Let me give a more serious minimal working example with two event types:
So the Queue keeps only track of event times, and I have a vector for each event type for each element of a state

using ZigZagBoomerang: SPriorityQueue, enqueue!
using Random
function queue(τ)
    Q = SPriorityQueue{Int,eltype(τ)}()
    for i in eachindex(τ)
        enqueue!(Q, i => τ[i])
    end
    Q
end

T = 100.0
d = 10000
state = rand(d)
function handler(x, T)
    d = length(x)
    event_type = zeros(Int, d)
    t = zeros(d)
    Q = queue(randexp(d))
    while true
        i, t′ = peek(Q)
        t′ > T && break
        if event_type[i] == 0 # fast
            x[i] += (t′ - t[i]) 
            t[i] = t′
            event_type[i] = 1 - event_type[i] # next slow
            Q[i] = t[i] + randexp()
        else # slow
            x[i] += 0.5*(t′ - t[i]) 
            t[i] = t′
            event_type[i] = 1 - event_type[i] # next fast
            Q[i] = t[i] + 0.5*randexp()
        end

    end
    t, x
end
@time handler(zeros(d), T);

For example, something like this seems to work

function handler(x, T, f)
    d = length(x)
    event_type = zeros(Int, d)
    t = zeros(d)
    Q = queue(randexp(d))
    
    while true
        i, t′ = peek(Q)
        t′ > T && break 
        j = event_type[i] + 1
        f[j](i, t′, t, x, event_type, Q)
    end
    t, x
end
@time handler(zeros(d), T, (f1!, f2!));

but the small union

  %19 = Base.getindex(f, j)::Union{typeof(f1!), typeof(f2!)}

relies on the compiler

If you only have a couple of known events, I think a sequence of if is a decent approach. If the computation inside state transition is relatively small and the transitions between events have some structure (not all states jump to arbitrary state), maybe you can squeeze out some performance with @goto.

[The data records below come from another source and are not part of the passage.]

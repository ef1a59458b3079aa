//! Chordring Core Library
//!
//! This is the main library that ties together all Chordring components:
//! - DHT (identifier space, ring membership, finger tables, node storage, replication)
//! - Routing (greedy key lookup)
//! - Membership protocol (join/leave with stabilization and key migration)
//! - Read-only snapshots and statistics for reporting

pub mod membership;
pub mod network;
pub mod snapshot;

pub use chordring_dht as dht;
pub use chordring_routing as routing;

pub use dht::{DhtError, Key, Node, NodeId, RingConfig, Value};
pub use network::ChordNetwork;
pub use routing::{Route, RoutingError};
pub use snapshot::{NetworkSnapshot, NetworkStats, NodeLoad, NodeSnapshot};

#[cfg(test)]
mod tests {
    use super::*;

    #[test]
    fn test_module_exports() {
        // DHT types are accessible
        let config = dht::RingConfig::default();
        assert!(config.validate().is_ok());
        let space = dht::IdSpace::new(config.id_bits).unwrap();
        assert_eq!(space.size(), 32);

        // Routing types are accessible
        let router = routing::Router::new();
        assert_eq!(router.stats().lookups, 0);

        // The network facade is accessible
        let network = ChordNetwork::new(config).unwrap();
        assert!(network.is_empty());
    }
}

If you have many unknown event types, “JIT” approach may be useful. See, e.g., Catwalk.jl: [ANN] Catwalk.jl - With dynamic dispatch to the moon! (an adaptive optimizer, aka JIT compiler)

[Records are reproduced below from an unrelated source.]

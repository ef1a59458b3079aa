//! A single node on the ring

use crate::error::Result;
use crate::finger_table::FingerTable;
use crate::ring::RingMembership;
use crate::storage::NodeStore;
use crate::NodeId;

/// A ring member: its routing pointers and its local storage
///
/// Successor, predecessor and finger entries are node ids resolved through
/// the ring, never references to other nodes.
#[derive(Debug, Clone)]
pub struct Node {
    /// Node identifier
    id: NodeId,

    /// Next node clockwise
    successor: NodeId,

    /// Previous node counter-clockwise
    predecessor: NodeId,

    /// m shortcut pointers
    finger_table: FingerTable,

    /// Locally held keys
    store: NodeStore,
}

impl Node {
    /// Create a node that has not been stabilized yet
    ///
    /// Until the first [`Node::stabilize`] the node is its own successor and
    /// predecessor and has an empty finger table.
    pub fn new(id: NodeId) -> Self {
        Node {
            id,
            successor: id,
            predecessor: id,
            finger_table: FingerTable::new(),
            store: NodeStore::new(),
        }
    }

    /// Get node id
    pub fn id(&self) -> NodeId {
        self.id
    }

    /// Get successor id
    pub fn successor(&self) -> NodeId {
        self.successor
    }

    /// Get predecessor id
    pub fn predecessor(&self) -> NodeId {
        self.predecessor
    }

    /// Get finger table
    pub fn finger_table(&self) -> &FingerTable {
        &self.finger_table
    }

    /// Get local storage
    pub fn store(&self) -> &NodeStore {
        &self.store
    }

    /// Get mutable local storage
    pub fn store_mut(&mut self) -> &mut NodeStore {
        &mut self.store
    }

    /// Recompute successor, predecessor and fingers from the ring
    pub fn stabilize(&mut self, ring: &RingMembership) -> Result<()> {
        let space = ring.id_space();
        self.successor = ring.successor_of(space.next(self.id))?;
        self.predecessor = ring.predecessor_of(self.id)?;
        self.finger_table.rebuild(self.id, ring)
    }
}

If you know the possible concrete types of f[j] statically, you can use a manual union splitting hack like this. (This is a manual version of Catwalk.jl etc.). This is equivalent to plain ifs, but it can be useful for code organization.

2 Likes

So with GitHub - tisztamo/FunctionWranglers.jl: Fast, inlined execution of arrays of functions and some assistance of @tisztamo who added sindex for this use case I arrived at something neat

function handle!(t, x, θ, m, f!, next, event_type, Q)
    i, t′ = peek(Q)
    j = event_type[i]
    if j > 0
        sindex(f!, j, i, t′, t, x, θ, m, event_type, Q)
    end  
    τ, jnext = sfindmin(next, i, t′, t, x, θ, m)
    Q[i] = τ
    event_type[i] = jnext
    (t′, i, x[i], j)
end

Getting the hang of it I added sfindmin to schedule the next relevant event for each particle.

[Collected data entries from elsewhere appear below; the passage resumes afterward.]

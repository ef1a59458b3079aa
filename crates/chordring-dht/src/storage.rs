//! Per-node key-value storage

use crate::{Key, Value};
use serde::{Deserialize, Serialize};
use std::collections::HashMap;

/// Key-value pairs held by a single node
#[derive(Debug, Clone, Default, PartialEq, Eq, Serialize, Deserialize)]
pub struct NodeStore {
    /// Stored values by key
    entries: HashMap<Key, Value>,
}

impl NodeStore {
    /// Create empty storage
    pub fn new() -> Self {
        NodeStore {
            entries: HashMap::new(),
        }
    }

    /// Get number of stored keys
    pub fn len(&self) -> usize {
        self.entries.len()
    }

    /// Check if nothing is stored
    pub fn is_empty(&self) -> bool {
        self.entries.is_empty()
    }

    /// Store a value, returning the one it replaced
    pub fn insert(&mut self, key: Key, value: Value) -> Option<Value> {
        self.entries.insert(key, value)
    }

    /// Retrieve a value
    pub fn get(&self, key: Key) -> Option<&Value> {
        self.entries.get(&key)
    }

    /// Check if a key is stored
    pub fn contains(&self, key: Key) -> bool {
        self.entries.contains_key(&key)
    }

    /// Remove a value
    pub fn remove(&mut self, key: Key) -> Option<Value> {
        self.entries.remove(&key)
    }

    /// Stored keys in ascending order
    pub fn keys(&self) -> Vec<Key> {
        let mut keys: Vec<Key> = self.entries.keys().copied().collect();
        keys.sort_unstable();
        keys
    }

    /// Stored pairs in ascending key order
    pub fn sorted_entries(&self) -> Vec<(Key, &Value)> {
        let mut entries: Vec<(Key, &Value)> = self.entries.iter().map(|(k, v)| (*k, v)).collect();
        entries.sort_unstable_by_key(|(k, _)| *k);
        entries
    }

    /// Remove and return every pair whose key matches `predicate`
    pub fn take_matching<F>(&mut self, mut predicate: F) -> Vec<(Key, Value)>
    where
        F: FnMut(Key) -> bool,
    {
        let keys: Vec<Key> = self
            .entries
            .keys()
            .copied()
            .filter(|k| predicate(*k))
            .collect();

        let mut taken: Vec<(Key, Value)> = keys
            .into_iter()
            .filter_map(|k| self.entries.remove(&k).map(|v| (k, v)))
            .collect();
        taken.sort_unstable_by_key(|(k, _)| *k);
        taken
    }

    /// Move every pair out of `other` into this store
    ///
    /// Pairs from `other` overwrite existing values on key collision.
    /// Returns the number of overwritten keys.
    pub fn absorb(&mut self, other: NodeStore) -> usize {
        let mut overwritten = 0;
        for (key, value) in other.entries {
            if self.entries.insert(key, value).is_some() {
                overwritten += 1;
            }
        }
        overwritten
    }
}

impl FromIterator<(Key, Value)> for NodeStore {
    fn from_iter<I: IntoIterator<Item = (Key, Value)>>(iter: I) -> Self {
        NodeStore {
            entries: iter.into_iter().collect(),
        }
    }
}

PS: The scheduler is starting to take shape https://github.com/mschauer/ZigZagBoomerang.jl/…/src/scheduler.jl. It looks like something like this might find use in billiard problems too. @Datseris Somehow I just understood that https://github.com/mschauer/ZigZagBoomerang.jl and https://github.com/JuliaDynamics/DynamicalBilliards.jl are somewhat related.

1 Like

Hi, Sorry I don’t see the connection between the two; I’m not familiar with the contents of ZigZagBoomerang.jl by having a look at its page its the first time I see/read any of it.

Quiz: Is this a DynamicalBilliard or a Zig-Zag sampler of a density defined on the unit square:

@tisztamo

Absolutely nice:

with

  0.814835 seconds (33 allocations: 15.234 KiB

for 200000 calls of the event loop computing the random event times and the wall collision times for all 3 “walls” for each of 80 correlated coordinates (hard wall at 1, soft or hard wall at 0 and “sticky” barrier at 0.25).

Showing phase diagram of two coordinates out of 80.

1 Like

Great to hear that FunctionWranglers works for you!

I do not really understand what ZigZagBoomerang does, but I see the three large parts on the flame graph and that there is not much extra time between them. If the number of event dispatches is 200_000 * 3 * 80 during this run, then your gain must be very significant to other solutions I think (Not counting compilation).

well given that the “trajectory” changes directions in the middle of the square, it isn’t a billiard.